Problem: Across the entries below, the lines containing "stored" should be counted and only their number returned.

Supplied records:
* * * * * * *

//! Chain orchestration layer
//!
//! Ties the schedule, state, evaluators, maintenance and storage together
//! into the block application path. Execution is strictly sequential: one
//! block at a time, operations in transaction order, then the maintenance
//! pass, then the conservation check.
//!
//! Block application is all-or-nothing. Operations run against a working
//! clone of the state; any operation error discards the clone and the block
//! is rejected with no effect. Readers take the shared lock and never observe
//! a partially-applied block — the writer holds the exclusive lock only for
//! the final swap.

use crate::config::Config;
use crate::error::{Error, Result};
use crate::evaluator::{apply_operation, OpContext};
use crate::events::ChainEvent;
use crate::maintenance;
use crate::metrics::Metrics;
use crate::schedule::HardforkSchedule;
use crate::state::{Genesis, State};
use crate::storage::Storage;
use parking_lot::{RwLock, RwLockReadGuard};
use std::sync::Arc;
use veles_protocol::{Operation, TimePointSec};

/// One block of inbound, authority-verified operations
#[derive(Debug, Clone)]
pub struct BlockInput {
    /// Height; must be exactly head + 1
    pub number: u64,
    /// Block timestamp; must not move backwards
    pub timestamp: TimePointSec,
    /// Operations in transaction order
    pub operations: Vec<Operation>,
}

/// Result of applying one block
#[derive(Debug, Clone)]
pub struct AppliedBlock {
    /// Height applied
    pub number: u64,
    /// Canonical state digest after the block
    pub digest: [u8; 32],
    /// Outbound events in emission order
    pub events: Vec<ChainEvent>,
}

/// The chain core
pub struct Chain {
    state: RwLock<State>,
    schedule: HardforkSchedule,
    storage: Option<Arc<Storage>>,
    config: Config,
    metrics: Metrics,
}

impl Chain {
    /// Create a fresh in-memory chain from a genesis description
    pub fn new(config: Config, schedule: HardforkSchedule, genesis: &Genesis) -> Result<Self> {
        let state = State::genesis(genesis, TimePointSec::ZERO)?;
        Ok(Self {
            state: RwLock::new(state),
            schedule,
            storage: None,
            config,
            metrics: Metrics::new().map_err(|e| Error::Config(e.to_string()))?,
        })
    }

    /// Open a chain backed by persistent storage, resuming from the stored
    /// state if any exists
    pub fn open(config: Config, schedule: HardforkSchedule, genesis: &Genesis) -> Result<Self> {
        let storage = Arc::new(Storage::open(&config)?);
        let state = match storage.load_state()? {
            Some(state) => {
                tracing::info!(
                    head = state.globals.head_block_number,
                    "Resuming from stored state"
                );
                state
            }
            None => {
                let mut state = State::genesis(genesis, TimePointSec::ZERO)?;
                storage.commit(&mut state, 0)?;
                state
            }
        };
        Ok(Self {
            state: RwLock::new(state),
            schedule,
            storage: Some(storage),
            config,
            metrics: Metrics::new().map_err(|e| Error::Config(e.to_string()))?,
        })
    }

    /// Shared read access for query plugins; never blocks the writer for
    /// longer than the final swap
    pub fn state(&self) -> RwLockReadGuard<'_, State> {
        self.state.read()
    }

    /// Metrics collector
    pub fn metrics(&self) -> &Metrics {
        &self.metrics
    }

    /// Hardfork schedule in force
    pub fn schedule(&self) -> &HardforkSchedule {
        &self.schedule
    }

    /// Apply one block.
    ///
    /// Operation errors reject the whole block and leave state untouched.
    /// Maintenance and conservation errors are fatal ([`Error::is_fatal`]);
    /// the caller must halt rather than continue past them.
    pub fn apply_block(&self, block: &BlockInput) -> Result<AppliedBlock> {
        let timer = std::time::Instant::now();

        let mut work = {
            let state = self.state.read();
            let head = state.globals.head_block_number;
            if block.number != head + 1 {
                return Err(Error::InvalidState(format!(
                    "Block {} cannot follow head {}",
                    block.number, head
                )));
            }
            if block.timestamp < state.globals.time {
                return Err(Error::InvalidState(format!(
                    "Block time {} precedes head time {}",
                    block.timestamp, state.globals.time
                )));
            }
            state.clone()
        };

        let params = self.schedule.params_at(block.number);
        let ctx = OpContext {
            now: block.timestamp,
            block_num: block.number,
            clear_old_worker_votes: self.config.clear_old_worker_votes,
        };

        let mut events = Vec::new();
        for op in &block.operations {
            apply_operation(&mut work, &params, &ctx, op, &mut events)?;
        }

        maintenance::run(
            &mut work,
            &params,
            block.number,
            block.timestamp,
            self.config.clear_old_worker_votes,
            &mut events,
        )?;

        work.globals.head_block_number = block.number;
        work.globals.time = block.timestamp;
        work.touch_globals();

        if self.config.verify_conservation {
            work.check_conservation()?;
        }
        let digest = work.digest()?;

        if let Some(storage) = &self.storage {
            storage.commit(&mut work, events.len() as u64)?;
        } else {
            work.drain_dirty();
        }

        *self.state.write() = work;

        self.metrics.blocks_applied.inc();
        self.metrics
            .operations_applied
            .inc_by(block.operations.len() as u64);
        self.metrics.events_emitted.inc_by(events.len() as u64);
        self.metrics
            .apply_duration
            .observe(timer.elapsed().as_secs_f64());

        tracing::debug!(
            number = block.number,
            operations = block.operations.len(),
            events = events.len(),
            "Block applied"
        );

        Ok(AppliedBlock {
            number: block.number,
            digest,
            events,
        })
    }
}

#[cfg(test)]
mod tests {
    use super::*;
    use crate::state::{BalanceKind, GenesisAccount};
    use veles_protocol::operations as ops;
    use veles_protocol::{AccountName, Asset, VLS};

    fn name(s: &str) -> AccountName {
        AccountName::new(s).unwrap()
    }

    fn test_chain() -> Chain {
        let genesis = Genesis {
            accounts: vec![
                GenesisAccount {
                    name: name("alice"),
                    liquid: 1_000_000,
                    debt: 0,
                    vesting: 500_000,
                },
                GenesisAccount {
                    name: name("bob"),
                    liquid: 1_000_000,
                    debt: 0,
                    vesting: 500_000,
                },
            ],
        };
        Chain::new(
            Config::default(),
            HardforkSchedule::all_from_genesis(),
            &genesis,
        )
        .unwrap()
    }

    fn transfer(amount: i64) -> Operation {
        Operation::Transfer(ops::Transfer {
            from: name("alice"),
            to: name("bob"),
            amount: Asset::new(amount, VLS),
            memo: String::new(),
        })
    }

    #[test]
    fn test_apply_block_advances_head() {
        let chain = test_chain();
        let applied = chain
            .apply_block(&BlockInput {
                number: 1,
                timestamp: TimePointSec(3),
                operations: vec![transfer(1_000)],
            })
            .unwrap();
        assert_eq!(applied.number, 1);
        assert_eq!(chain.state().globals.head_block_number, 1);
        assert_eq!(chain.metrics().blocks_applied.get(), 1);
    }

    #[test]
    fn test_block_numbers_must_be_sequential() {
        let chain = test_chain();
        let err = chain
            .apply_block(&BlockInput {
                number: 5,
                timestamp: TimePointSec(3),
                operations: vec![],
            })
            .unwrap_err();
        assert!(matches!(err, Error::InvalidState(_)));
    }

    #[test]
    fn test_failed_operation_rolls_back_whole_block() {
        let chain = test_chain();
        let before = chain.state().digest().unwrap();
        // First transfer is fine, second overdraws: the whole block must
        // leave no trace of either.
        let err = chain
            .apply_block(&BlockInput {
                number: 1,
                timestamp: TimePointSec(3),
                operations: vec![transfer(1_000), transfer(i64::MAX / 2)],
            })
            .unwrap_err();
        assert!(matches!(err, Error::InsufficientBalance { .. }));
        assert_eq!(chain.state().globals.head_block_number, 0);
        assert_eq!(chain.state().digest().unwrap(), before);
        assert_eq!(
            chain
                .state()
                .account(&name("bob"))
                .unwrap()
                .balance(VLS, BalanceKind::Liquid)
                .amount,
            1_000_000
        );
    }

    #[test]
    fn test_identical_streams_reach_identical_digests() {
        let run = || {
            let chain = test_chain();
            let mut digest = [0u8; 32];
            for number in 1..=5u64 {
                let applied = chain
                    .apply_block(&BlockInput {
                        number,
                        timestamp: TimePointSec(number as i64 * 3),
                        operations: vec![transfer(1_000 * number as i64)],
                    })
                    .unwrap();
                digest = applied.digest;
            }
            digest
        };
        assert_eq!(run(), run());
    }

    #[test]
    fn test_emission_accrues_to_pool() {
        let chain = test_chain();
        for number in 1..=4u64 {
            chain
                .apply_block(&BlockInput {
                    number,
                    timestamp: TimePointSec(number as i64 * 3),
                    operations: vec![],
                })
                .unwrap();
        }
        // Worker emission activates at height 2 under the genesis schedule,
        // so blocks 2..=4 each emit one increment.
        let per_block = chain.schedule().params_at(4).worker_emission_per_block;
        let state = chain.state();
        assert_eq!(
            state
                .account(&name("workers"))
                .unwrap()
                .balance(VLS, BalanceKind::Liquid),
            per_block.checked_mul(3).unwrap()
        );
        state.check_conservation().unwrap();
    }
}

* * * * * * *

Answer below: 2